Oda Laurenze Helmine Nielsen née Larsen (1851–1936) was a highly acclaimed Danish actress who performed both in private theatres in Copenhagen and at the Royal Danish Theatre. Inspired by French actresses, she played the roles of attractive young women, for example in the title roles of Frøken Nitouche and Victorien Sardou's Dora. She later took on roles where she sang, imitating the French singer Yvette Guilbert. This increased her popularity not only in Scandinavia but also in the United States where she performed for Danish audiences. One of her favourite roles in later life was Grevinde Danner (Countess Danner) in Sven Leopold's Hos Grevinden.

==Biography==
Born on 7 August 1851 in Liepāja, Latvia, Oda Laurenze Helmine Larsen was the daughter of the ship owner Jens Larsen (1820–85) and Caresia Møller (1822–74). In 1871, she married the telegraphy executive Jens Petersen (1843–80) and in 1884, the actor Martinius Nielsen (1859-1928).

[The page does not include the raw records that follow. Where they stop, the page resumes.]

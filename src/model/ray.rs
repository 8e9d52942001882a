use glam::{Mat4, Vec3};

/// A ray in 3D space. `direction` is not required to be unit length so that
/// hit parameters survive affine transforms unchanged.
#[derive(Debug, Clone, Copy, PartialEq)]
pub struct Ray {
    pub origin: Vec3,
    pub direction: Vec3,
}

impl Ray {
    pub fn new(origin: Vec3, direction: Vec3) -> Self {
        Self { origin, direction }
    }

    /// Ray starting at the translation of `world` and pointing along its -Z axis
    pub fn from_pose(world: &Mat4) -> Self {
        let origin = world.transform_point3(Vec3::ZERO);
        let direction = world.transform_vector3(Vec3::NEG_Z).normalize_or_zero();
        Self { origin, direction }
    }

    /// Möller-Trumbore test against triangle `abc`, front and back faces alike.
    /// Returns the hit parameter, or None when the triangle is missed, behind
    /// the origin or degenerate.
    pub fn intersect_triangle(&self, a: Vec3, b: Vec3, c: Vec3) -> Option<f32> {
        const EPS: f32 = 1e-6;
        let e1 = b - a;
        let e2 = c - a;
        let p = self.direction.cross(e2);
        let det = e1.dot(p);
        if det.abs() < 1e-12 {
            return None;
        }
        let inv = 1.0 / det;

        let s = self.origin - a;
        let u = s.dot(p) * inv;
        if !(-EPS..=1.0 + EPS).contains(&u) {
            return None;
        }
        let q = s.cross(e1);
        let v = self.direction.dot(q) * inv;
        if v < -EPS || u + v > 1.0 + EPS {
            return None;
        }
        let t = e2.dot(q) * inv;
        (t >= 0.0).then_some(t)
    }

    /// Same ray expressed in the space `m` maps into. The parameter `t` of a
    /// point is preserved.
    pub fn transformed(&self, m: &Mat4) -> Self {
        Self {
            origin: m.transform_point3(self.origin),
            direction: m.transform_vector3(self.direction),
        }
    }
}

/// Axis-aligned bounding box
#[derive(Debug, Clone, Copy, PartialEq)]
pub struct Aabb {
    pub min: Vec3,
    pub max: Vec3,
}

impl Aabb {
    pub fn new(min: Vec3, max: Vec3) -> Self {
        Self { min, max }
    }

    pub fn from_points<I: IntoIterator<Item = Vec3>>(points: I) -> Option<Self> {
        let mut iter = points.into_iter();
        let first = iter.next()?;
        let (min, max) = iter.fold((first, first), |(lo, hi), p| (lo.min(p), hi.max(p)));
        Some(Self { min, max })
    }

    pub fn center(&self) -> Vec3 {
        (self.min + self.max) * 0.5
    }

    pub fn size(&self) -> Vec3 {
        self.max - self.min
    }

    pub fn union(&self, other: &Aabb) -> Aabb {
        Aabb { min: self.min.min(other.min), max: self.max.max(other.max) }
    }

    /// Bounds of the eight transformed corners
    pub fn transformed(&self, m: &Mat4) -> Aabb {
        let corners = (0..8).map(|i| {
            Vec3::new(
                if i & 1 == 0 { self.min.x } else { self.max.x },
                if i & 2 == 0 { self.min.y } else { self.max.y },
                if i & 4 == 0 { self.min.z } else { self.max.z },
            )
        });
        let pts: Vec<Vec3> = corners.map(|c| m.transform_point3(c)).collect();
        Aabb::from_points(pts).unwrap_or(*self)
    }

    /// Slab test. Returns the entry parameter (clamped to 0 when the origin is
    /// inside the box), or None when the box is missed or behind the ray.
    pub fn intersect_ray(&self, ray: &Ray) -> Option<f32> {
        let mut t_min = f32::NEG_INFINITY;
        let mut t_max = f32::INFINITY;

        for axis in 0..3 {
            let o = ray.origin[axis];
            let d = ray.direction[axis];
            let (lo, hi) = (self.min[axis], self.max[axis]);

            if d.abs() < 1e-12 {
                if o < lo || o > hi {
                    return None;
                }
                continue;
            }

            let inv = 1.0 / d;
            let (t0, t1) = {
                let a = (lo - o) * inv;
                let b = (hi - o) * inv;
                if a < b { (a, b) } else { (b, a) }
            };
            t_min = t_min.max(t0);
            t_max = t_max.min(t1);
            if t_min > t_max {
                return None;
            }
        }

        if t_max < 0.0 {
            None
        } else {
            Some(t_min.max(0.0))
        }
    }
}

#[cfg(test)]
mod tests {
    use super::*;

    fn unit_box() -> Aabb {
        Aabb::new(Vec3::splat(-0.5), Vec3::splat(0.5))
    }

    #[test]
    fn test_ray_hits_box_in_front() {
        let ray = Ray::new(Vec3::new(0.0, 0.0, 5.0), Vec3::NEG_Z);
        let t = unit_box().intersect_ray(&ray).unwrap();
        assert!((t - 4.5).abs() < 1e-5);
    }

    #[test]
    fn test_ray_misses_box_behind() {
        let ray = Ray::new(Vec3::new(0.0, 0.0, 5.0), Vec3::Z);
        assert!(unit_box().intersect_ray(&ray).is_none());
    }

    #[test]
    fn test_ray_parallel_outside_slab() {
        let ray = Ray::new(Vec3::new(2.0, 0.0, 5.0), Vec3::NEG_Z);
        assert!(unit_box().intersect_ray(&ray).is_none());
    }

    #[test]
    fn test_origin_inside_box() {
        let ray = Ray::new(Vec3::ZERO, Vec3::X);
        assert_eq!(unit_box().intersect_ray(&ray), Some(0.0));
    }

    #[test]
    fn test_transformed_ray_keeps_parameter() {
        let ray = Ray::new(Vec3::new(0.0, 0.0, 5.0), Vec3::NEG_Z);
        let m = Mat4::from_scale(Vec3::splat(2.0));
        let local = ray.transformed(&m.inverse());
        let t_world = Aabb::new(Vec3::splat(-1.0), Vec3::splat(1.0)).intersect_ray(&ray).unwrap();
        let t_local = unit_box().intersect_ray(&local).unwrap();
        assert!((t_world - t_local).abs() < 1e-5);
    }

    #[test]
    fn test_triangle_hit_and_miss() {
        let (a, b, c) = (Vec3::ZERO, Vec3::X, Vec3::Y);
        let ray = Ray::new(Vec3::new(0.25, 0.25, 2.0), Vec3::NEG_Z);
        assert!((ray.intersect_triangle(a, b, c).unwrap() - 2.0).abs() < 1e-6);
        // back face counts too
        assert!(ray.intersect_triangle(a, c, b).is_some());
        // inside the bounding square but beyond the hypotenuse
        let corner = Ray::new(Vec3::new(0.8, 0.8, 2.0), Vec3::NEG_Z);
        assert!(corner.intersect_triangle(a, b, c).is_none());
        // triangle behind the origin
        let away = Ray::new(Vec3::new(0.25, 0.25, 2.0), Vec3::Z);
        assert!(away.intersect_triangle(a, b, c).is_none());
    }

    #[test]
    fn test_triangle_parameter_uses_unnormalised_direction() {
        let ray = Ray::new(Vec3::new(0.25, 0.25, 2.0), Vec3::new(0.0, 0.0, -4.0));
        let t = ray.intersect_triangle(Vec3::ZERO, Vec3::X, Vec3::Y).unwrap();
        assert!((t - 0.5).abs() < 1e-6);
    }

    #[test]
    fn test_pose_ray_points_down_negative_z() {
        let pose = Mat4::from_rotation_y(std::f32::consts::FRAC_PI_2);
        let ray = Ray::from_pose(&pose);
        assert!(ray.direction.abs_diff_eq(Vec3::NEG_X, 1e-5));
    }
}
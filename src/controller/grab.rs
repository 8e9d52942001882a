use tracing::{debug, info};

use crate::error::{Result, ViewerError};
use crate::model::{LungScene, Ray, RayHit, CONTROLLER_COUNT};

/// Grab state of one controller
#[derive(Debug, Clone, Copy, PartialEq, Default)]
pub enum GrabState {
    #[default]
    Idle,
    /// The group is parented to this controller. `baseline_scale` is the
    /// group's scale when it was picked up.
    Holding { baseline_scale: f32 },
}

/// Picking and ownership of the manipulable group. At most one controller
/// holds the group at any time.
#[derive(Debug, Default)]
pub struct GrabSystem {
    states: [GrabState; CONTROLLER_COUNT],
}

impl GrabSystem {
    pub fn new() -> Self {
        Self::default()
    }

    pub fn state(&self, slot: usize) -> GrabState {
        self.states.get(slot).copied().unwrap_or_default()
    }

    pub fn is_holding(&self, slot: usize) -> bool {
        matches!(self.state(slot), GrabState::Holding { .. })
    }

    /// Slot of the controller currently holding the group
    pub fn holder(&self) -> Option<usize> {
        self.states
            .iter()
            .position(|s| matches!(s, GrabState::Holding { .. }))
    }

    /// Nearest hit on the group or anything below it along the controller's
    /// target ray. Other scene geometry never blocks the pick.
    pub fn pick(scene: &LungScene, slot: usize) -> Result<Option<RayHit>> {
        let controller = *scene.controllers.get(slot).ok_or(ViewerError::InvalidSlot(slot))?;
        let ray = Ray::from_pose(&scene.graph.world_matrix(controller)?);
        Ok(scene
            .graph
            .raycast(&ray)
            .into_iter()
            .find(|hit| scene.graph.is_ancestor(scene.group, hit.node)))
    }

    /// Try to pick up the group with `slot`. Returns whether a grab happened.
    pub fn select_start(&mut self, scene: &mut LungScene, slot: usize) -> Result<bool> {
        if slot >= CONTROLLER_COUNT {
            return Err(ViewerError::InvalidSlot(slot));
        }
        if let Some(holder) = self.holder() {
            debug!(slot, holder, "select ignored, group already held");
            return Ok(false);
        }
        let Some(hit) = Self::pick(scene, slot)? else {
            return Ok(false);
        };

        let baseline_scale = scene.graph.world_transform(scene.group)?.uniform_scale();
        scene.graph.attach(scene.group, scene.controllers[slot])?;
        self.states[slot] = GrabState::Holding { baseline_scale };
        info!(slot, t = hit.t, "grabbed group");
        Ok(true)
    }

    /// Drop the group back into world space if `slot` holds it
    pub fn select_end(&mut self, scene: &mut LungScene, slot: usize) -> Result<bool> {
        if slot >= CONTROLLER_COUNT {
            return Err(ViewerError::InvalidSlot(slot));
        }
        if !self.is_holding(slot) {
            return Ok(false);
        }
        self.release(scene, slot)?;
        Ok(true)
    }

    /// Release whatever is held, regardless of input. Returns the former holder.
    pub fn force_release(&mut self, scene: &mut LungScene) -> Result<Option<usize>> {
        let Some(slot) = self.holder() else { return Ok(None) };
        self.release(scene, slot)?;
        info!(slot, "forced release of group");
        Ok(Some(slot))
    }

    fn release(&mut self, scene: &mut LungScene, slot: usize) -> Result<()> {
        let root = scene.graph.root();
        scene.graph.attach(scene.group, root)?;
        self.states[slot] = GrabState::Idle;
        debug!(slot, "released group");
        Ok(())
    }
}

Nielsen's début was in May 1870 at the Casino Theatre, Copenhagen, when she acted anonymously in Erik Bogh's Vaudeville play Et enfoldigt Pigebarn. Despite her lack of any previous stage experience, she proved a great success, thanks to her natural grace and her good singing voice. After a few more roles at the Casino, in 1871 she married an executive from the Store Nordiske Telegrafselskab whom she accompanied to Paris where he was stationed until his death in 1880. Now familiar with the theatrical repertoire in Paris, she returned to the Casino in 1881, playing the title role in Victorien Sardou's Dora, arousing comparisons with the French actress Sarah Bernhardt.

Such was her success that she was also invited to act at the Royal Danish Theatre but she actually preferred appearing at the Casino and later at the Dagmar Theatre. Here, in 1884, she was enormously successful in the operetta Frøken Nitouche, appearing 500 times. That year she married the actor Martin Nielsen, joining him in performances of plays by Adam Oehlenschläger, Ludvig Holberg and Henrik Ibsen at the Royal Theatre over the next six years. Her husband then took over the management of the Casino Theatre and merged it with the Dagmar, benefiting from the support of his wife. Her popularity continued to increase, especially when she imitated the French singer Yvette Guilbert in works such as Sardou's Madame Sans-Gêne. In 1906, she went to the United States on a singing tour, performing for Danish audiences.

In later life, one of her most successful roles was Grevinde Danner in Svend Leopold's Hos Grevinden which she continued to perform in the provinces until she was almost 80. In 1910, she was awarded the Ingenio et arti and in 1920 the Danish Medal of Merit.

Oda Nielsen died in Skodsborg on 11 September 1936 and is buried in Copenhagen's Vestre Cemetery.